Checklist for a Camp Management Agency

Preparedness, Coordination and Assessment

  • All education actors, including relevant Camp Management Agency staff, are familiar with the INEE Minimum Standards and education providers refer them in their proposals and preparedness plans.
  • An Education in Emergencies contingency plan has been developed and is referenced.
  • Baseline education information relating to both host and displaced communities has been obtained from the Education Cluster/Sector Lead Agency, national authorities or other education actors.
  • As part of preparedness measures, alternative sites to use as collective centres have been identified to reduce the likelihood that education facilities will be used.
  • A camp education coordination group with a clearly defined terms of reference has been established to support the provision of education.
  • Education Cluster/Sector Lead Agency has been contacted and regular coordination, communication and information sharing is occurring.
  • Education data is collected as part of an initial multisector rapid needs assessment.
  • A representative range of community members and the national authorities have participated in a joint education needs assessment.
  • Indicators have been agreed and baseline data collected to measure access, protection, safety and learning outcomes.
  • Regular monitoring of the education programme takes place, and data is collected against agreed indicators.
  • Action is taken if the education programme does not meet internationally and locally agreed standards.

Community Participation

  • Community Education Committees or PTAs have been established and are fully supported by the Camp Management Agency and education service providers.
  • The displaced community is actively engaged in all aspects of educational provision including assessment, programme design, monitoring and evaluation.
  • Information about education opportunities is regularly shared with the community in order to promote school attendance for boys and girls as well as children with disabilities and other specific needs .
  • The community, and particularly learners themselves, participate in efforts to identify barriers to education and support out-of-school children and youth.
  • Trusted volunteers are engaged as classroom assistants where appropriate, to provide role models for girls and boys and mitigate risks of sexual harassment or abuse.
  • Children and youth are consulted and listened to for often they may identify issues or solve problems adults are unaware of.

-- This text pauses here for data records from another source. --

#[cfg(test)]
mod tests {
    use super::*;
    use crate::schema::ParamType;

    fn parse_toml(toml_str: &str) -> GatewayConfig {
        toml::from_str(toml_str).expect("valid TOML")
    }

    fn invalid_reason(config: &GatewayConfig) -> (String, String) {
        match config.validate() {
            Err(GatewayError::InvalidConfig(subject, reason)) => (subject, reason),
            other => panic!("expected InvalidConfig, got {other:?}"),
        }
    }

    const INSTANCE_ACTION: &str = r#"
        [tools.instance-action]
        service = "compute"
        action = "instance-action"
        title = "Start, stop or reboot an instance"
        command = "aws"
        args = ["ec2", "{action|lower}-instances", "--instance-ids", "{instance_id}"]
        mutating = true
        preview_flags = ["--dry-run"]

        [tools.instance-action.params.instance_id]
        type = "string"
        required = true
        pattern = "^i-[0-9a-f]+$"

        [tools.instance-action.params.action]
        type = "string"
        required = true
        enum = ["START", "STOP", "REBOOT"]
    "#;

    #[test]
    fn test_parse_env_ref() {
        assert_eq!(parse_env_ref("${FOO}"), Some("FOO"));
        assert_eq!(parse_env_ref("${AWS_PROFILE}"), Some("AWS_PROFILE"));
        assert_eq!(parse_env_ref("$FOO"), None);
        assert_eq!(parse_env_ref("literal"), None);
        assert_eq!(parse_env_ref("${"), None);
    }

    #[test]
    fn test_resolve_env_vars() {
        // SAFETY: test-only, no concurrent threads depend on this env var.
        unsafe { std::env::set_var("CLOUDGATE_TEST_VAR", "resolved_value") };
        let mut env = HashMap::new();
        env.insert("KEY".to_string(), "${CLOUDGATE_TEST_VAR}".to_string());
        env.insert("UNSET".to_string(), "${CLOUDGATE_TEST_UNSET_VAR}".to_string());
        let resolved = resolve_env_vars(&env);
        assert_eq!(resolved.get("KEY").unwrap(), "resolved_value");
        assert_eq!(resolved.get("UNSET").unwrap(), "");
        // SAFETY: test-only cleanup.
        unsafe { std::env::remove_var("CLOUDGATE_TEST_VAR") };
    }

    #[test]
    fn test_policy_defaults() {
        let config = parse_toml("");
        assert!(config.policy.require_confirm);
        assert_eq!(config.policy.call_timeout(), Duration::from_secs(30));
        assert!(config.tools.is_empty());
        assert!(config.validate().is_ok());
    }

    #[test]
    fn test_valid_tool_config() {
        let config = parse_toml(INSTANCE_ACTION);
        config.validate().unwrap();
        let tool = &config.tools["instance-action"];
        assert_eq!(tool.tier, 1);
        assert_eq!(tool.params["action"].param_type, ParamType::String);
        assert_eq!(tool.preview_flags.as_deref(), Some(&["--dry-run".to_string()][..]));
    }

    #[test]
    fn test_zero_call_timeout_rejected() {
        let config = parse_toml("[policy]\ncall_timeout_secs = 0\n");
        let (subject, reason) = invalid_reason(&config);
        assert_eq!(subject, "policy");
        assert!(reason.contains("call_timeout_secs"));
    }

    #[test]
    fn test_service_with_underscore_rejected() {
        let config = parse_toml(
            r#"
            [tools.bad]
            service = "com_pute"
            action = "list"
            command = "aws"
            "#,
        );
        let (subject, reason) = invalid_reason(&config);
        assert_eq!(subject, "bad");
        assert!(reason.contains("service"));
    }

    #[test]
    fn test_duplicate_service_action_rejected() {
        let config = parse_toml(
            r#"
            [tools.a]
            service = "cost"
            action = "get-budget"
            command = "aws"

            [tools.b]
            service = "cost"
            action = "get-budget"
            command = "gcloud"
            "#,
        );
        assert!(matches!(
            config.validate(),
            Err(GatewayError::DuplicateName(name)) if name == "cost:get-budget"
        ));
    }

    #[test]
    fn test_env_var_reference_required() {
        let config = parse_toml(
            r#"
            [tools.users]
            service = "iam"
            action = "list-users"
            command = "aws"

            [tools.users.env]
            AWS_SECRET_ACCESS_KEY = "literal-secret"
            "#,
        );
        let (_, reason) = invalid_reason(&config);
        assert!(reason.contains("AWS_SECRET_ACCESS_KEY"));
    }

    #[test]
    fn test_disabled_tool_skips_validation() {
        let config = parse_toml(
            r#"
            [tools.broken]
            service = "iam"
            action = "list-users"
            command = ""
            enabled = false
            "#,
        );
        assert!(config.validate().is_ok());
    }

    #[test]
    fn test_placeholder_must_be_declared_and_bound() {
        let config = parse_toml(
            r#"
            [tools.describe]
            service = "compute"
            action = "describe-instance"
            command = "aws"
            args = ["ec2", "describe-instances", "--instance-ids", "{instance_id}"]
            "#,
        );
        assert!(invalid_reason(&config).1.contains("undeclared"));

        let config = parse_toml(
            r#"
            [tools.describe]
            service = "compute"
            action = "describe-instance"
            command = "aws"
            args = ["ec2", "describe-instances", "--instance-ids", "{instance_id}"]

            [tools.describe.params.instance_id]
            type = "string"
            "#,
        );
        assert!(invalid_reason(&config).1.contains("required parameter"));
    }

    #[test]
    fn test_preview_flags_on_query_rejected() {
        let config = parse_toml(
            r#"
            [tools.list]
            service = "compute"
            action = "list-instances"
            command = "aws"
            mutating = false
            preview_flags = ["--dry-run"]
            "#,
        );
        assert!(invalid_reason(&config).1.contains("preview_flags"));
    }

    #[test]
    fn test_preview_success_codes_need_preview_flags() {
        let config = parse_toml(
            r#"
            [tools.stop]
            service = "compute"
            action = "stop-instances"
            command = "aws"
            preview_success_codes = [254]
            "#,
        );
        assert_eq!(
            invalid_reason(&config),
            (
                "stop".to_string(),
                "preview_success_codes require preview_flags".to_string()
            )
        );

        let config = parse_toml(
            r#"
            [tools.stop]
            service = "compute"
            action = "stop-instances"
            command = "aws"
            preview_flags = ["--dry-run"]
            preview_success_codes = [254]
            "#,
        );
        assert!(config.validate().is_ok());
        assert_eq!(config.tools["stop"].preview_success_codes, vec![254]);
    }

    #[test]
    fn test_zero_tool_timeout_rejected() {
        let config = parse_toml(
            r#"
            [tools.list]
            service = "compute"
            action = "list-instances"
            command = "aws"
            timeout_secs = 0
            "#,
        );
        assert!(invalid_reason(&config).1.contains("timeout_secs"));
    }

    #[test]
    fn test_skill_names_filled_from_keys() {
        let config = parse_toml(
            r#"
            [skills.cost-review]
            title = "Cost review"
            steps = [
                { tool = "cost:get-budget" },
                { tool = "cost:get-forecast", policy = "optional" },
            ]
            "#,
        );
        config.validate().unwrap();
        let skills = config.skill_definitions();
        assert_eq!(skills.len(), 1);
        assert_eq!(skills[0].name, "cost-review");
        assert_eq!(skills[0].steps.len(), 2);
    }

    #[test]
    fn test_unknown_top_level_section_rejected() {
        let result = GatewayConfig::from_toml_str("[servers.gh]\nslug = \"gh\"\n");
        assert!(matches!(result, Err(GatewayError::InvalidConfig(..))));
    }

    #[tokio::test]
    async fn test_load_missing_file() {
        let result = GatewayConfig::load(Path::new("/nonexistent/cloudgate.toml")).await;
        assert!(matches!(
            result,
            Err(GatewayError::InvalidConfig(subject, _)) if subject.contains("nonexistent")
        ));
    }
}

Education Access and Learning Environment

  • Relevant education programmes for displaced children and youth are quickly established and are based on results of education needs assessments, and include consideration of early childhood development, primary, post-primary and non-formal education.
  • The education provider, relevant education authorities and community work together to identify barriers to education, with particular attention paid to gender, disability and vulnerable groups.
  • The quality and effectiveness of the education programmes are frequently monitored and data on the percentage of displaced children accessing school is disaggregated by age and gender, enrolment, attendance, retention, learning achievements, relevance and protection.
  • Dropout rates and numbers of out-of school-children and youth are routinely collected and acted upon.
  • The location of learning centres is carefully selected, through consultations with children and community members and after careful risk analysis.
  • Separate latrines for boys, girls and teachers, hand washing facilities and drinking water are established in all learning sites, even if temporary.
  • Learning spaces are safe and accessible for all learners and care is taken over access routes and safety while travelling to and from school. Learning spaces should comply with collectively agreed local and international standards.

Teaching and Learning

  • Education provides children and youth with key lifesaving messages, relevant to the particular context, for example landmine awareness and hygiene practices.
  • Psychosocial support is provided through education. Education providers and teachers are aware of key concepts and strategies, including: importance of play and recreation, teaching using a predictable structure, use of child-friendly teaching methods, teaching of life-skills and information about how and where to refer children in extreme distress.
  • The community is consulted, including children and youth themselves, when making decisions on language and curriculum of instruction.
  • Appropriate learning certification is issued in a timely way, and certificates are recognised by hosts and home authorities.

Teachers and Other Education Personnel

  • Both male and female teachers from the displaced population are identified.
  • Teachers are adequately compensated for their work, as agreed with communities and national education authorities.
  • Teachers receive regular training on child-friendly teaching, key lifesaving messages and other relevant curriculum content in line with national systems.
  • Teacher training certificates are provided and host authority accreditation sought for teachers from the displaced community.
  • A code of conduct is developed collectively with teachers and learners. Teachers and other education personnel are trained on its contents and key child protection principles. There are consequences if codes are breached.
  • The psychosocial needs of teachers are considered within education programming, and teachers are encouraged to form peer support groups.
  • When appropriate, trusted community members are identified to work as volunteer classroom assistants to support teachers, encourage students and enhance child protection.